Wherever a line in the data holds the word "CertificateFields", pull that line out.

(Stored data)
◆ ◆ ◆ ◆ ◆

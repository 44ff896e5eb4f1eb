//! X.509 certificate fields for trust anchors.
//!
//! Decoding is done by `x509-parser`; this module only picks out the byte
//! ranges an anchor is built from and enforces the extra rules the table
//! relies on (no trailing data, no repeated extensions, well-formed
//! NameConstraints and Basic Constraints).

use anchorgen_core::{AnchorError, Result, SpkiFingerprint};
use x509_parser::der_parser::asn1_rs::{FromDer, Header, Length};
use x509_parser::oid_registry::{OID_X509_EXT_BASIC_CONSTRAINTS, OID_X509_EXT_NAME_CONSTRAINTS};
use x509_parser::parse_x509_certificate;

use crate::hash::spki_fingerprint;

/// Decoded Basic Constraints extension.
#[derive(Debug, Clone, Copy, PartialEq, Eq, Default)]
pub struct BasicConstraints {
    /// `cA` flag
    pub ca: bool,
    /// `pathLenConstraint`, if present
    pub path_len: Option<u32>,
}

/// The trust-anchor-relevant fields of one certificate, borrowed from its DER.
#[derive(Debug, Clone, Copy, PartialEq, Eq)]
pub struct CertificateFields<'a> {
    /// Subject `Name` content octets
    pub subject_dn: &'a [u8],
    /// Complete SubjectPublicKeyInfo TLV
    pub spki: &'a [u8],
    /// NameConstraints extension value (a complete SEQUENCE TLV)
    pub name_constraints: Option<&'a [u8]>,
    /// Basic Constraints extension, if present
    pub basic_constraints: Option<BasicConstraints>,
}

impl CertificateFields<'_> {
    /// Returns true if Basic Constraints marks the certificate as a CA
    #[must_use]
    pub fn is_ca(&self) -> bool {
        self.basic_constraints.is_some_and(|bc| bc.ca)
    }

    /// `pathLenConstraint`, if Basic Constraints carries one
    #[must_use]
    pub fn path_len(&self) -> Option<u32> {
        self.basic_constraints.and_then(|bc| bc.path_len)
    }
}

/// Decode a DER certificate down to the fields a trust anchor needs.
///
/// # Errors
///
/// Returns `AnchorError::CertificateParse` if the input is not exactly one
/// X.509 certificate, if an extension appears twice, or if the Basic
/// Constraints or NameConstraints extension cannot be decoded.
pub fn parse_certificate(der: &[u8]) -> Result<CertificateFields<'_>> {
    let (rest, cert) = parse_x509_certificate(der)
        .map_err(|e| AnchorError::parse(format!("invalid X.509 certificate: {e}")))?;
    if !rest.is_empty() {
        return Err(AnchorError::parse(format!(
            "{} unexpected trailing octets after the certificate",
            rest.len()
        )));
    }

    cert.extensions_map()
        .map_err(|e| AnchorError::parse(format!("invalid extensions: {e}")))?;

    let mut name_constraints = None;
    for ext in cert.extensions() {
        if ext.oid != OID_X509_EXT_NAME_CONSTRAINTS && ext.oid != OID_X509_EXT_BASIC_CONSTRAINTS {
            continue;
        }
        if let Some(e) = ext.parsed_extension().error() {
            return Err(AnchorError::parse(format!(
                "extension {} could not be decoded: {e}",
                ext.oid.to_id_string()
            )));
        }
        if ext.oid == OID_X509_EXT_NAME_CONSTRAINTS {
            name_constraints = Some(ext.value);
        }
    }

    let basic_constraints = cert
        .basic_constraints()
        .map_err(|e| AnchorError::parse(format!("invalid basicConstraints: {e}")))?
        .map(|bc| BasicConstraints {
            ca: bc.value.ca,
            path_len: bc.value.path_len_constraint,
        });

    Ok(CertificateFields {
        subject_dn: der_value(cert.subject.as_raw())?,
        spki: cert.subject_pki.raw,
        name_constraints,
        basic_constraints,
    })
}

/// Subject name, SPKI and embedded name constraints of a DER certificate.
///
/// Absent name constraints are `None`, not an error.
///
/// # Errors
///
/// Returns `AnchorError::CertificateParse` on structurally invalid input.
pub fn extract_fields(der: &[u8]) -> Result<(Vec<u8>, Vec<u8>, Option<Vec<u8>>)> {
    let fields = parse_certificate(der)?;
    Ok((
        fields.subject_dn.to_vec(),
        fields.spki.to_vec(),
        fields.name_constraints.map(<[u8]>::to_vec),
    ))
}

/// SHA-256 over the DER SubjectPublicKeyInfo of a certificate.
///
/// Hashing the key structure rather than the whole certificate makes two
/// certificates for one key resolve to the same anchor identity.
///
/// # Errors
///
/// Returns `AnchorError::CertificateParse` on structurally invalid input.
pub fn compute_spki_hash(der: &[u8]) -> Result<SpkiFingerprint> {
    parse_certificate(der).map(|fields| spki_fingerprint(fields.spki))
}

/// Content octets of one complete DER element.
///
/// # Errors
///
/// Returns `AnchorError::CertificateParse` if the header is invalid or the
/// length does not cover exactly the rest of `tlv`.
pub fn der_value(tlv: &[u8]) -> Result<&[u8]> {
    let (content, header) = Header::from_der(tlv)
        .map_err(|e| AnchorError::parse(format!("invalid DER header: {e}")))?;
    match header.length() {
        Length::Definite(len) if len == content.len() => Ok(content),
        Length::Definite(len) => Err(AnchorError::parse(format!(
            "DER element declares {len} content octets, {} present",
            content.len()
        ))),
        Length::Indefinite => Err(AnchorError::parse("indefinite length is not allowed in DER")),
    }
}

◆ ◆ ◆ ◆ ◆

● **EXERCISE ANSWER**:
pub struct CertificateFields<'a> {
impl CertificateFields<'_> {
pub fn parse_certificate(der: &[u8]) -> Result<CertificateFields<'_>> {
    Ok(CertificateFields {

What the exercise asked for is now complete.